第3次タピオカブームは定番化へ、利益率が良すぎて“黒いダイヤ”は売り切れ続出
YAHOO!は「売上14倍」と発表
それではブームの推移を振り返ってみよう。国民的グルメ漫画とも呼ばれる『美味しんぼ』(作:雁屋哲、画:花咲アキラ、小学館)の26巻に「おめでたい病気」というエピソードが収録されている。
妊娠し、悪性の悪阻(つわり)に襲われた同僚・三谷典子が口にできるものは砂糖水とすまし汁の2つ。匂いにも敏感になり、爽快感を得られるのはバラの香りだけ。これで体力が保つはずもなく、病院に入院することになる。
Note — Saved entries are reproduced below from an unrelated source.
/// Youngest accepted age, inclusive.
pub const MIN_AGE: i128 = 18;

/// Oldest accepted age, inclusive.
pub const MAX_AGE: i128 = 120;

/// Built-in roster validated by `agecheck demo`, in report order.
pub const DEMO_ROSTER: [(&str, i128); 3] = [("Alice", 25), ("Bob", 15), ("Charlie", 130)];

pub const CODE_INPUT_INVALID: &str = "INPUT_INVALID";
pub const CODE_INTERNAL: &str = "INTERNAL";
そこで主人公の山岡士郎が「悪阻でも食べられる」料理を作るのだが、そのデザートがタピオカ。典子が「中の小さな粒々はなにかしら……」と呟きながらスプーンで口に運ぶと、たちまち「美味しい!」と顔を輝かせる。
吹き出しで表記される山岡の説明は、こんな具合だ。
「タピオカといって、キャッサバというイモのでんぷんで作った丸い粒だよ。それを砂糖汁に入れて、バラの花びらのジャムを少し落としたんだ。中華料理のデザートでは、ココナッツミルクを使うけどね」
26巻の初版は1990年。第1次ブームが92年だから、タピオカがブレイクする前夜の雰囲気を伝えている。この頃は「タピオカ入りココナッツミルク」が主流であり、中華料理店やタイ料理店でデザートして提供されていたことが分かる。
一方、台湾では80年代、ミルクティーに黒いタピオカを入れ、太いストローで飲む「タピオカティー」が誕生していた。当初は人気が低迷していたが、90年代に入ると台湾を代表するドリンクに成長する。
ほどなくして台湾でタピオカミルクティーを主力商品とする快可立(Quickly)が日本に出店、08年には日本で現地法人も設立した。これと並行するようにコンビニにもタピオカミルクティーが置かれるようになった。これが第2次ブームだ。
そして13年、「タピオカミルクティー発祥の専門店」を謳い、台湾で45店舗を展開する春水堂が、東京・代官山に初出店を果たす。一気に“オシャレ度”や“インスタ映え”が増し、台湾観光がブームだったことも追い風となり、あっという間に流行の先端に踊り出した。
同じように台湾に拠点を置く貢茶(ゴンチャ)が15年に日本法人を設立。更にTHE ALLEY(ジ・アレイ)やCoCo都可(ココトカ)も追随し、日本における第3次タピオカブームが堅牢なものになったわけだ。
ここまで市場が拡大すると、ブームを当て込んだ新規参入も増加する。台湾とは何の関係もない日本人がアルバイトを雇い、繁華街にオープンさせた店も少なくない。外食産業を担当する記者が解説する。
「飲食店を開業するのは、本来なら大変です。出資しかしない場合でも、修行を積んだプロの調理人や職人を探して雇う必要があります。ところがタピオカティーは、極端な話、ミルクティーなどのドリンクにタピオカを入れれば完成です。アルバイトでも充分に調理が可能です。テイクアウト専門店ならテナント料も抑えられます。必要経費を最小限にして、なおかつ500円以上の売値を付けられるのですから、相当な利益率でしょう。まさにタピオカは黒いダイヤですよ」
現在、原料のタピオカを業者が取り合う事態が発生しているという。ニュースメディア「ナリナリドットコム」は6月15日、「“業務用タピオカ”売上が14倍に」の記事をアップした。
記事によると、YAHOO!ショッピングにおける業務用タピオカの売上げは、今年1月と5月で比較すると約14倍。YAHOO!における「タピオカミルクティー」の検索数は、18年6月と今年6月で比較すると約9倍に達したという。
更に「タピオカミルクティー」と一緒に検索されている言葉のトップに「業務スーパー」が入ったとも発表された。